--- START ---
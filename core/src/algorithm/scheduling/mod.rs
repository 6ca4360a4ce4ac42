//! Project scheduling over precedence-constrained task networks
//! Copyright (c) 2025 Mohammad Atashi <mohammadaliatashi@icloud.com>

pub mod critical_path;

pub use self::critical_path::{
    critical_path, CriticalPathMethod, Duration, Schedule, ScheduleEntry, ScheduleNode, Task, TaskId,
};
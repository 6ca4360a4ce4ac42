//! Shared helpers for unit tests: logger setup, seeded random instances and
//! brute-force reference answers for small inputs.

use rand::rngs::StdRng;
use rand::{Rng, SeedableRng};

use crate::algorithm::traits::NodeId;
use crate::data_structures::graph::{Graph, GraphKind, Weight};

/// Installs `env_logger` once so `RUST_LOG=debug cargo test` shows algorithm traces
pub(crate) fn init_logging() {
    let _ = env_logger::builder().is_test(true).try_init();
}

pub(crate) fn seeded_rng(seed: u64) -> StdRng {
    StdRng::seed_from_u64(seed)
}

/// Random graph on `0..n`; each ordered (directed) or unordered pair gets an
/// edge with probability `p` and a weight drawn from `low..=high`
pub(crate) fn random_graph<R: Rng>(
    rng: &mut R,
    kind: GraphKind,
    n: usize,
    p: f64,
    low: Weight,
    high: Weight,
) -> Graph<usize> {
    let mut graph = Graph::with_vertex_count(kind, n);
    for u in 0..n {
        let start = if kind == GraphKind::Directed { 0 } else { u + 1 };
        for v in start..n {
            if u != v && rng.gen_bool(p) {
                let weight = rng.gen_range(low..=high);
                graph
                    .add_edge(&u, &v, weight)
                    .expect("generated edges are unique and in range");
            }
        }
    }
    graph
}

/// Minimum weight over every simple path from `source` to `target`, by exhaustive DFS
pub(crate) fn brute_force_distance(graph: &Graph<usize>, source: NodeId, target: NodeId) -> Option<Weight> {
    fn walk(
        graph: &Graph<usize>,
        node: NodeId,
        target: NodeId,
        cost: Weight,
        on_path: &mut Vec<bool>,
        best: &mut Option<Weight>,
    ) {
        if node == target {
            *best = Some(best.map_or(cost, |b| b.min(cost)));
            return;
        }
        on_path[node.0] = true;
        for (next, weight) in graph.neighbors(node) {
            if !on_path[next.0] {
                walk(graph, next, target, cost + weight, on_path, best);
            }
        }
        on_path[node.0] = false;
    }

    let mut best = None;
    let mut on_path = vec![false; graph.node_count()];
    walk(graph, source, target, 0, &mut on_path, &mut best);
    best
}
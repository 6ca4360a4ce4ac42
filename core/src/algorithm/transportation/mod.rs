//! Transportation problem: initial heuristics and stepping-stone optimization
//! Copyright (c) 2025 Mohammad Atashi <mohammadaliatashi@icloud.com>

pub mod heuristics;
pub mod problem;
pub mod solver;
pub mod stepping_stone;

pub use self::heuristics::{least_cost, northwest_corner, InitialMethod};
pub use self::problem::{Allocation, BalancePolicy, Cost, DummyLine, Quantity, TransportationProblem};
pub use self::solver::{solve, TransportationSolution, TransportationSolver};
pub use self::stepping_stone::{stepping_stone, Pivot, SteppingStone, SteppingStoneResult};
--- END ---
--- START ---
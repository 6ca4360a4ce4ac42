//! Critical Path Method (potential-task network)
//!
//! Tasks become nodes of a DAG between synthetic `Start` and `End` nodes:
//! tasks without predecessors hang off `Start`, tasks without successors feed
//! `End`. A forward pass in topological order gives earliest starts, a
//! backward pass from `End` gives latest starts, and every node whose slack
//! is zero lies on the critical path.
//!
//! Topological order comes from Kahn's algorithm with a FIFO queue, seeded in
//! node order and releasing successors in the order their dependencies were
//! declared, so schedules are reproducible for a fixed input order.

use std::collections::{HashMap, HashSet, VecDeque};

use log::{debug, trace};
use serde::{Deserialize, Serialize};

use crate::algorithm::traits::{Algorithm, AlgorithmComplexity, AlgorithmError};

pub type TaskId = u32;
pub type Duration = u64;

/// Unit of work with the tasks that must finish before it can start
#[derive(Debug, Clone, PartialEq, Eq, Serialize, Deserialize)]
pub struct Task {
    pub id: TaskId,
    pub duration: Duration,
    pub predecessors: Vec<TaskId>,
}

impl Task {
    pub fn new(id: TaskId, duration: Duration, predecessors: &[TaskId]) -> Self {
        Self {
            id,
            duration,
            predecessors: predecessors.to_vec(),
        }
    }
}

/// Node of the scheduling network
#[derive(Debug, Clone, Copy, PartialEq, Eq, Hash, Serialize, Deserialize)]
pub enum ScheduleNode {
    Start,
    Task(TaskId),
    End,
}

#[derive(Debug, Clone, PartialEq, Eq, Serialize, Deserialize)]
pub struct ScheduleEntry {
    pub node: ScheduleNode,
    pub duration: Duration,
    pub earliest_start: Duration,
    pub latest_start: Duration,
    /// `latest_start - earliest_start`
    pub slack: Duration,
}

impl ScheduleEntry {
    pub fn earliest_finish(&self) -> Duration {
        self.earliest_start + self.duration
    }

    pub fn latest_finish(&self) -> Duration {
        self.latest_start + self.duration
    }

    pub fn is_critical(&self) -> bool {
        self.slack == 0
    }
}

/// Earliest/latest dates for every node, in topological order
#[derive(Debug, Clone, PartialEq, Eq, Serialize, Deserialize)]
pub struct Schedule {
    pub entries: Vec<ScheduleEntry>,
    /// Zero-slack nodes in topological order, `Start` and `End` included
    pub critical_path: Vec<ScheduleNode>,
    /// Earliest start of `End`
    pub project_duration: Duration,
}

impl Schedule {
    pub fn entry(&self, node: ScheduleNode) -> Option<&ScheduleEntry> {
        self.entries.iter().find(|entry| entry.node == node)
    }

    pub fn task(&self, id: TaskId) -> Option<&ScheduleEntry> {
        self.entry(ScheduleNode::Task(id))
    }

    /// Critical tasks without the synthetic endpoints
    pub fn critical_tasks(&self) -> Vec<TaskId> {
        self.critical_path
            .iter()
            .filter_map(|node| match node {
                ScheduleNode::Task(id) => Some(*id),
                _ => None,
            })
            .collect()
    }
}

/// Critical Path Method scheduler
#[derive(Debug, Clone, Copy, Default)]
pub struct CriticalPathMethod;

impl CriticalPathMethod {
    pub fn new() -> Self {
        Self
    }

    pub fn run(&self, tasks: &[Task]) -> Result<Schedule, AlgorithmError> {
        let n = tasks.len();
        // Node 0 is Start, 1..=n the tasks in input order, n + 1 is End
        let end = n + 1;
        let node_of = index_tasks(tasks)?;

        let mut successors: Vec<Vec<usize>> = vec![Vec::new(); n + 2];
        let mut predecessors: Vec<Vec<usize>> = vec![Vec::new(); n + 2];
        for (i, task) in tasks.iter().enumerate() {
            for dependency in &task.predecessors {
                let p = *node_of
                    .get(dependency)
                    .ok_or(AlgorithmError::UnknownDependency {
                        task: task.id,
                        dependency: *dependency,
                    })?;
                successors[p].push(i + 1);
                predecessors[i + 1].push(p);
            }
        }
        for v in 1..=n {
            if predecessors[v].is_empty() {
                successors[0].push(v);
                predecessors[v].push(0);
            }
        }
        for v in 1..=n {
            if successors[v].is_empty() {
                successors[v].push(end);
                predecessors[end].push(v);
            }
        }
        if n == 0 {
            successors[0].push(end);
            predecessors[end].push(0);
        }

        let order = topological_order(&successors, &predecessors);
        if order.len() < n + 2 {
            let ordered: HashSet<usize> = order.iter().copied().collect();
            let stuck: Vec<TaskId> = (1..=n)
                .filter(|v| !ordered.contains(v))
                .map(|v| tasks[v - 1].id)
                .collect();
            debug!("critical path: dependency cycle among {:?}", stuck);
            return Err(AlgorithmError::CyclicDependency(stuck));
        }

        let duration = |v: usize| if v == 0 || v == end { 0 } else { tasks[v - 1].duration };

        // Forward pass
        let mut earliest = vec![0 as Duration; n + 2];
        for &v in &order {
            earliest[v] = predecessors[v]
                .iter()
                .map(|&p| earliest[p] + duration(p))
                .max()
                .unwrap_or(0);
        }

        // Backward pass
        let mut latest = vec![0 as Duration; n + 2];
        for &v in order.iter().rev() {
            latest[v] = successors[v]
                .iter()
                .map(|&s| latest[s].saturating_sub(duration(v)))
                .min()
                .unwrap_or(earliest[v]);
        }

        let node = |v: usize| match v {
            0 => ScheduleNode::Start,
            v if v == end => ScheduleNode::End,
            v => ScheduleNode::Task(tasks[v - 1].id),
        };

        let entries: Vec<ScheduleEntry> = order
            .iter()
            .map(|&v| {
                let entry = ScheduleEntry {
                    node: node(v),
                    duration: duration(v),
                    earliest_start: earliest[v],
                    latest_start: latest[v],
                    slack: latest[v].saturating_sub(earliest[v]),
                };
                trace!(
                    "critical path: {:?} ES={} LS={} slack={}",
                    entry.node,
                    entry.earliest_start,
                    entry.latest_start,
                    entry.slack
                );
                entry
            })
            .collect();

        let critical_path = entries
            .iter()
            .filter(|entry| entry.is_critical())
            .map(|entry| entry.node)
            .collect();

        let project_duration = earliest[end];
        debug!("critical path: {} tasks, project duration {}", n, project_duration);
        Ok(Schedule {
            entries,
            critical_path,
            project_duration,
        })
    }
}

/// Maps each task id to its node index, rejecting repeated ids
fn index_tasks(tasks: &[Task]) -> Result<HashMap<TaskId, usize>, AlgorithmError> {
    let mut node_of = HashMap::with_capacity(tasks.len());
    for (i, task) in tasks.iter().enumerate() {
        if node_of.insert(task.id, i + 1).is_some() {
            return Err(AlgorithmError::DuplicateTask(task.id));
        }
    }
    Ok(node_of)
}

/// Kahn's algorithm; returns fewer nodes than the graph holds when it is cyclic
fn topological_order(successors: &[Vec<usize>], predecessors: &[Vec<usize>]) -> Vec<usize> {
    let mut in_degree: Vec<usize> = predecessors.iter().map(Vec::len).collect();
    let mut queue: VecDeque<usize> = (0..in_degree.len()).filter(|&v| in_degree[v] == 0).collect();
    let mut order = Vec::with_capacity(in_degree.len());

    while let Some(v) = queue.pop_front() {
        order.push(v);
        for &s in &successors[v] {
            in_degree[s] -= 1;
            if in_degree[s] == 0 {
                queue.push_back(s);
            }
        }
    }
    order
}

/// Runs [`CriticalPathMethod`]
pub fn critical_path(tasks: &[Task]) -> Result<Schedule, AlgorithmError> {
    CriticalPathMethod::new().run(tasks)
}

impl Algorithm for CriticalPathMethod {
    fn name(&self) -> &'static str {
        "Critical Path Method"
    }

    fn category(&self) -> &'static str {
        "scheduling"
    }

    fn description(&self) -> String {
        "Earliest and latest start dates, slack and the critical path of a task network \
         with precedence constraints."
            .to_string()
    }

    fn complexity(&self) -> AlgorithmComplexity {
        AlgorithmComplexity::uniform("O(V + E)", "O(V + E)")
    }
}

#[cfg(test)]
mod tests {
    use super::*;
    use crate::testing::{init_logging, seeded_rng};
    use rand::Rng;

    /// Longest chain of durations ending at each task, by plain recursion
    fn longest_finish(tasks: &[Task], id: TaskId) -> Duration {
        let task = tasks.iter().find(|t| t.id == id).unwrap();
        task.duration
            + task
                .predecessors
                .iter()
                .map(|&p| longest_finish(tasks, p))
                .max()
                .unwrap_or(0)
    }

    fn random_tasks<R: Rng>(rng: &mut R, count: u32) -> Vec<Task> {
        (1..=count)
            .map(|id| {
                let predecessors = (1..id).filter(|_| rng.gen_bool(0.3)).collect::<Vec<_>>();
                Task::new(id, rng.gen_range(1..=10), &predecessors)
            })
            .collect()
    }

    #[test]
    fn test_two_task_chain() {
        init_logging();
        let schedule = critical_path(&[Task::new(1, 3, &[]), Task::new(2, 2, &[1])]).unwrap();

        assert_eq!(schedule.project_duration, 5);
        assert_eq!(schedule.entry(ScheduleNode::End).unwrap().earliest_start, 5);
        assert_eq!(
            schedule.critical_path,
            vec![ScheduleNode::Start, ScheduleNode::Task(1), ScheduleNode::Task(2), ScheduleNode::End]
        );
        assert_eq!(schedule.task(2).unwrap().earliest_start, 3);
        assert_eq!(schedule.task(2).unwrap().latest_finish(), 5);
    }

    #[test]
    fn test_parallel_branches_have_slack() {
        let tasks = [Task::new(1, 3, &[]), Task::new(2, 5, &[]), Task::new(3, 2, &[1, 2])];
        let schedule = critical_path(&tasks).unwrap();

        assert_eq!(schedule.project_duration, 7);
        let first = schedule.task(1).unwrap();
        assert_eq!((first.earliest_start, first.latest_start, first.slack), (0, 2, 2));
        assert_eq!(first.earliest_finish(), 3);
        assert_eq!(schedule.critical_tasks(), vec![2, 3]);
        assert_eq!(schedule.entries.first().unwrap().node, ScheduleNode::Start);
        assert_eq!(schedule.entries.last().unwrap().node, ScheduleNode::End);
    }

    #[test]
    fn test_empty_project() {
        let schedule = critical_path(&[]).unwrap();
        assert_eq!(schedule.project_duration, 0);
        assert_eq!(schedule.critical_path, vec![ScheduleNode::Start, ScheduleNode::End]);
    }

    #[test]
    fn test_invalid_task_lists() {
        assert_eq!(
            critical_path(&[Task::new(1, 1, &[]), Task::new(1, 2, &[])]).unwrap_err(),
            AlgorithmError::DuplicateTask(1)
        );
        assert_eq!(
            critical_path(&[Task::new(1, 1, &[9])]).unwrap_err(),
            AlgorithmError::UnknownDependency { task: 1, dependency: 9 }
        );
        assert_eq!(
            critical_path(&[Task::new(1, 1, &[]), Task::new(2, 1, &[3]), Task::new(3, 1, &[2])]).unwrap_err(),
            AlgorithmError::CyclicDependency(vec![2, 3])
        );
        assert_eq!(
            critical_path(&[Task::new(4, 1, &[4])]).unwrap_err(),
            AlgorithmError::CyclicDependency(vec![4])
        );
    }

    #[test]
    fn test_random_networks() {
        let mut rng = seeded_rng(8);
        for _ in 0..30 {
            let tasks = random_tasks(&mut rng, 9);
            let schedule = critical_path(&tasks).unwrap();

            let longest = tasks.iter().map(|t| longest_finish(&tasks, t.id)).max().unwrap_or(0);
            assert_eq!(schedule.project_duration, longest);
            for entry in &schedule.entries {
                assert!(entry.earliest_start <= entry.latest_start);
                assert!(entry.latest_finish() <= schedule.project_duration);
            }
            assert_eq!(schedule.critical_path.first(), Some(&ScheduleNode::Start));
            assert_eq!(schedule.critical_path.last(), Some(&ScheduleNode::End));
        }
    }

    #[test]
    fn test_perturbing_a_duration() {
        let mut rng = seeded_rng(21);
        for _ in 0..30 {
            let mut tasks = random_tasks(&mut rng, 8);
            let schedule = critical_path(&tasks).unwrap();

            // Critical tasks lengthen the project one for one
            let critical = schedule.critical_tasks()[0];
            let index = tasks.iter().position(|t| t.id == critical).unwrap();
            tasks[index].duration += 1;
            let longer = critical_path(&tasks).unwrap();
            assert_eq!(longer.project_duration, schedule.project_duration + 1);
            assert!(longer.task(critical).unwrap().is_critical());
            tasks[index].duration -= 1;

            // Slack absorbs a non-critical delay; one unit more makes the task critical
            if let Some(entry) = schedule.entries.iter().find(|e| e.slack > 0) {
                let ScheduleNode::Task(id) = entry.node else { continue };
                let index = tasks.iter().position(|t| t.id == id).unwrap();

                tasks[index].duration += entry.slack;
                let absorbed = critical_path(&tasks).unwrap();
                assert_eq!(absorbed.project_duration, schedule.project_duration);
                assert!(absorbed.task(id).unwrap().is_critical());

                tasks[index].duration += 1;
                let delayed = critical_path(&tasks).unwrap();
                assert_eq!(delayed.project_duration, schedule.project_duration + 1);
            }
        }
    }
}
--- END ---
--- START ---
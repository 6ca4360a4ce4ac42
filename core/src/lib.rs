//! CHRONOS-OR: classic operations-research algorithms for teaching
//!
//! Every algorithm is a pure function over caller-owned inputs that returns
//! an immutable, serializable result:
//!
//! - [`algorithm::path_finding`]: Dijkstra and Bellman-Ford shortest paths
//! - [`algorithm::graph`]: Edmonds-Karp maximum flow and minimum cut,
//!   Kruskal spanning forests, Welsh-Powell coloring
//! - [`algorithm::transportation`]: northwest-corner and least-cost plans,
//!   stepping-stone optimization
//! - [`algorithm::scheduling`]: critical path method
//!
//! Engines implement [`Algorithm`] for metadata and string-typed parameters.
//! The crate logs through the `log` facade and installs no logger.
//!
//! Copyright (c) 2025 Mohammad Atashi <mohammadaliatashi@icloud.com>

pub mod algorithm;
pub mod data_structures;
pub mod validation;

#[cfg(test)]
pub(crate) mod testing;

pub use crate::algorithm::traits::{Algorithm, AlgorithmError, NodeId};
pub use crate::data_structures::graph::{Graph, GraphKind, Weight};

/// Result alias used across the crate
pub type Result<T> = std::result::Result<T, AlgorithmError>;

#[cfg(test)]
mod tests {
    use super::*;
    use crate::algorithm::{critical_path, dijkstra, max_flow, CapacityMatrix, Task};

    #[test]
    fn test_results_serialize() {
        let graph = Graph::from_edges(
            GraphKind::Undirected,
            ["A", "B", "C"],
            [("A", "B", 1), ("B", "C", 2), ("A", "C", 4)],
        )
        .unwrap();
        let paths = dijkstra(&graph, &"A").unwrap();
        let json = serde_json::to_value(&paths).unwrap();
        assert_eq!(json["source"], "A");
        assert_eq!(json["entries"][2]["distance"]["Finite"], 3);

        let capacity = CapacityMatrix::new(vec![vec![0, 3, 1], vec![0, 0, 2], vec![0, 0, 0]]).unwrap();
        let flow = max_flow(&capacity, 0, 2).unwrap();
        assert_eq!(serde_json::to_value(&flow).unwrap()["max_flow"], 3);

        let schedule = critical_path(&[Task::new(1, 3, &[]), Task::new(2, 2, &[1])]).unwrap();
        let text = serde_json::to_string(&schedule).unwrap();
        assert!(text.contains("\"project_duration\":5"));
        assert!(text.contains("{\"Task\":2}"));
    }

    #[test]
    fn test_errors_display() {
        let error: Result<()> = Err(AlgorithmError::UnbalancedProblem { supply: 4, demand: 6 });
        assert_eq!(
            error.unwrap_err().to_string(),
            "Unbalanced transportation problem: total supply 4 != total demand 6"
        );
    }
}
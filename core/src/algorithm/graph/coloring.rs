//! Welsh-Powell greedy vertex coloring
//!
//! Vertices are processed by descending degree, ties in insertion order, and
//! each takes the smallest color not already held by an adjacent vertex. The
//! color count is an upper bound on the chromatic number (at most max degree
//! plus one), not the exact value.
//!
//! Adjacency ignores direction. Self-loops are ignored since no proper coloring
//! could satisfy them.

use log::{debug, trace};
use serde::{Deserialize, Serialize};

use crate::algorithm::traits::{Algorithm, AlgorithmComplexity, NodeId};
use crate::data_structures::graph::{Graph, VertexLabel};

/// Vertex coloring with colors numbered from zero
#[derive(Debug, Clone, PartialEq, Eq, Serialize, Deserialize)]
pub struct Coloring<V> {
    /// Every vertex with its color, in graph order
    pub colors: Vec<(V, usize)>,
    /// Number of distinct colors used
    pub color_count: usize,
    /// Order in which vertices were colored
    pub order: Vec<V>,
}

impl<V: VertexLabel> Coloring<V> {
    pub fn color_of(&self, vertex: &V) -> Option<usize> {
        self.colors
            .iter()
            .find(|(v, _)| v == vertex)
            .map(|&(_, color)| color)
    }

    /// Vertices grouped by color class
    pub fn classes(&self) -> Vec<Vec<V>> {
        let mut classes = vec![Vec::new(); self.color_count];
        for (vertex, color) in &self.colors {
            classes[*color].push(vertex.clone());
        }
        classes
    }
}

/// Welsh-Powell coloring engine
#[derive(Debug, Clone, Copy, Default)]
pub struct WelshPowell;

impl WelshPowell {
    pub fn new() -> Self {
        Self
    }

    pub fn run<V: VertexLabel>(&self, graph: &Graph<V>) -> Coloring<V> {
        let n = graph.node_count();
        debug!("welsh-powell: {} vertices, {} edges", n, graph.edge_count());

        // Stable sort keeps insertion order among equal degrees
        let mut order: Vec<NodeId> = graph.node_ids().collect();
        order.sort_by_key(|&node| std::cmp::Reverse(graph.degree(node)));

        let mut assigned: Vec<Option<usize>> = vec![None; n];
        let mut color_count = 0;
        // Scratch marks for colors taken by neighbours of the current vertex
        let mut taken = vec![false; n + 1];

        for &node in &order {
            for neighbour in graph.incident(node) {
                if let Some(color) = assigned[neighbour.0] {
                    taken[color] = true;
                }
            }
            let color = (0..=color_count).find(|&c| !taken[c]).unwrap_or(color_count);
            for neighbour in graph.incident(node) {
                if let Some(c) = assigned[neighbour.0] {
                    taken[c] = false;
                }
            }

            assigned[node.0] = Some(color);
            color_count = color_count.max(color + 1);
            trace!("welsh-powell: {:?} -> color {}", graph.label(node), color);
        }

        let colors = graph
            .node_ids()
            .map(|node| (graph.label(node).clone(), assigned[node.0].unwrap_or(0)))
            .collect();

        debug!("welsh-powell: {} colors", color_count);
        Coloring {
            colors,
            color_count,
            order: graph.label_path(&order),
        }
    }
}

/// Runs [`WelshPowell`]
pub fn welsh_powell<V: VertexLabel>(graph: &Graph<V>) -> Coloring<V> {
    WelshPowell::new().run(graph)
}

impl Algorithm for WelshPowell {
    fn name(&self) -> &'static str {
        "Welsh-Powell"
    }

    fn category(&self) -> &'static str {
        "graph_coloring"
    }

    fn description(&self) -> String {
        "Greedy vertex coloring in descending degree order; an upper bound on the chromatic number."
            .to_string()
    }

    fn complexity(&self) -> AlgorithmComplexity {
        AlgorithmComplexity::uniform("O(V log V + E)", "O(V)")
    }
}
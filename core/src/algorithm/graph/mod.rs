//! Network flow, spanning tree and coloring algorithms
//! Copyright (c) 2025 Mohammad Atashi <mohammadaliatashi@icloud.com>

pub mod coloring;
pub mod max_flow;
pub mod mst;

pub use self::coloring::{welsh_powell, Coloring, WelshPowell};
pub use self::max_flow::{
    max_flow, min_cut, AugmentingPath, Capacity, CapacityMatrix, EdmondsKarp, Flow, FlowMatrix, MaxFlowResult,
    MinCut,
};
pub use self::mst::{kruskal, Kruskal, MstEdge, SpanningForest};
--- END ---
- [WHAT THIS TASK INVOLVES]: Report every line in the listing that holds the word "nodes".

- [WORKED SOLUTION]:
//! Tasks become nodes of a DAG between synthetic `Start` and `End` nodes:
    /// Zero-slack nodes in topological order, `Start` and `End` included
/// Kahn's algorithm; returns fewer nodes than the graph holds when it is cyclic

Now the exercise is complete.